WORK INSTRUCTIONS:
Please restate, exactly as written, the lines running from the beginning of the material through the line that has "every mutating operation" in it.

DATA SUPPLIED:

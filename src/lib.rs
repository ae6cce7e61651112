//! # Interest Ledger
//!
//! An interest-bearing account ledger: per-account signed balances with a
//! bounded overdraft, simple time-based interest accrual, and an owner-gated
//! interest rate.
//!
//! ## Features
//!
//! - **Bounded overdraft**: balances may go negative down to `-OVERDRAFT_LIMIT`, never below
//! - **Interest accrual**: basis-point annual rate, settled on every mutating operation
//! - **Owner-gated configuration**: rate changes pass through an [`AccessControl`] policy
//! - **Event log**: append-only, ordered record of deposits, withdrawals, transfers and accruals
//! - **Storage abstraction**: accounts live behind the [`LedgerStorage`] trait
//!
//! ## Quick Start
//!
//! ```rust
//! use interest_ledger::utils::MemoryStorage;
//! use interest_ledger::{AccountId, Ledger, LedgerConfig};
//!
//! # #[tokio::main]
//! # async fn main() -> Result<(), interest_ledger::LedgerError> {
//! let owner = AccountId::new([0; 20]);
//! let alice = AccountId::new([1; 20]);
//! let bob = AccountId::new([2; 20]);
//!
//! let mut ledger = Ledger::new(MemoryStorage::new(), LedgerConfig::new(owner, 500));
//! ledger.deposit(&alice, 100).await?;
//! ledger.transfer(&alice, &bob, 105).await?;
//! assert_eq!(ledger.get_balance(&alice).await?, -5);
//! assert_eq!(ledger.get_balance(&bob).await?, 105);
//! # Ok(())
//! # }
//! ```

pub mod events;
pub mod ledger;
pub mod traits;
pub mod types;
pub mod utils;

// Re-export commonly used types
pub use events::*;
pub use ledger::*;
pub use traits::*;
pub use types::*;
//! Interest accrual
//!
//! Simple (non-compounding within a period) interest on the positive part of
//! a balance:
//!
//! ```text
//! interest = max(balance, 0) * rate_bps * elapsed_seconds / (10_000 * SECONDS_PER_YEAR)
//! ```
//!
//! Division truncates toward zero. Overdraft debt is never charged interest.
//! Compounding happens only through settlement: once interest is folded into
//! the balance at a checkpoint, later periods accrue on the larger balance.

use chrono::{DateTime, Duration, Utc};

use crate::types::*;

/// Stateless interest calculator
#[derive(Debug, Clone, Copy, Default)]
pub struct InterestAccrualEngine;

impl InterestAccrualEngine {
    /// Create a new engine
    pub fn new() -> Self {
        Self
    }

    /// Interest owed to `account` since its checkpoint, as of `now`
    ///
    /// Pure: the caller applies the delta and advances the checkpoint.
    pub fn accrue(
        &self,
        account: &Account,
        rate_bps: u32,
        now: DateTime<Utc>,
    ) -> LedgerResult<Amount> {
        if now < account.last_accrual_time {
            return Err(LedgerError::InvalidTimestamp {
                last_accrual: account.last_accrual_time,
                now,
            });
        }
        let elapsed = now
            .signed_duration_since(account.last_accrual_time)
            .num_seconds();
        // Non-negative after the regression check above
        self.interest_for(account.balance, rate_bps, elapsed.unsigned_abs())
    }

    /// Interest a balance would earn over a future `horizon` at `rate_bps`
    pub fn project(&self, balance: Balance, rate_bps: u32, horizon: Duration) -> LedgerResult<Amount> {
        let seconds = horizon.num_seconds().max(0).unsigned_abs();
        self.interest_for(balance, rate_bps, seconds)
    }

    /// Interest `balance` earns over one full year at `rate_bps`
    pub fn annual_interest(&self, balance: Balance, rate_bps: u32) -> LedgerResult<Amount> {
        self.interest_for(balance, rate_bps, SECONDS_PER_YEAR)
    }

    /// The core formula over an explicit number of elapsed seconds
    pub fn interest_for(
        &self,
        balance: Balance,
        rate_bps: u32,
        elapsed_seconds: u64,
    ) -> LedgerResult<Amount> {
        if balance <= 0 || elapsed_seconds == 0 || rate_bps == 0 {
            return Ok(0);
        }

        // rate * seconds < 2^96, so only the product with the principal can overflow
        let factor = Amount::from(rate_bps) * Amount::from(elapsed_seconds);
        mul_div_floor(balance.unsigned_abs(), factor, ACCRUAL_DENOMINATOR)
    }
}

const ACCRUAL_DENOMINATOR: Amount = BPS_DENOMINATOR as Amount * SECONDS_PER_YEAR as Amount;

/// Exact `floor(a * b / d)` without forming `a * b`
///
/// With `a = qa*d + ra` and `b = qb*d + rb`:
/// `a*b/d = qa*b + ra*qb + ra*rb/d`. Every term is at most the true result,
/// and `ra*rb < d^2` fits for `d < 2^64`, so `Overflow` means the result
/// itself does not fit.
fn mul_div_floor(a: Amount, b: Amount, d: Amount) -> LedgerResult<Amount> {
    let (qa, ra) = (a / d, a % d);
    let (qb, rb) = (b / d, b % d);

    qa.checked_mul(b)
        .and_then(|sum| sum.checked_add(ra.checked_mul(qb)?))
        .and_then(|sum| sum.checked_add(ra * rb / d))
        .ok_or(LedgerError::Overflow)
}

RESULT FOR THIS TASK:
filename src/lib.rs
repository ae6cce7e61651112
//! # Interest Ledger
//!
//! An interest-bearing account ledger: per-account signed balances with a
//! bounded overdraft, simple time-based interest accrual, and an owner-gated
//! interest rate.
//!
//! ## Features
//!
//! - **Bounded overdraft**: balances may go negative down to `-OVERDRAFT_LIMIT`, never below
//! - **Interest accrual**: basis-point annual rate, settled on every mutating operation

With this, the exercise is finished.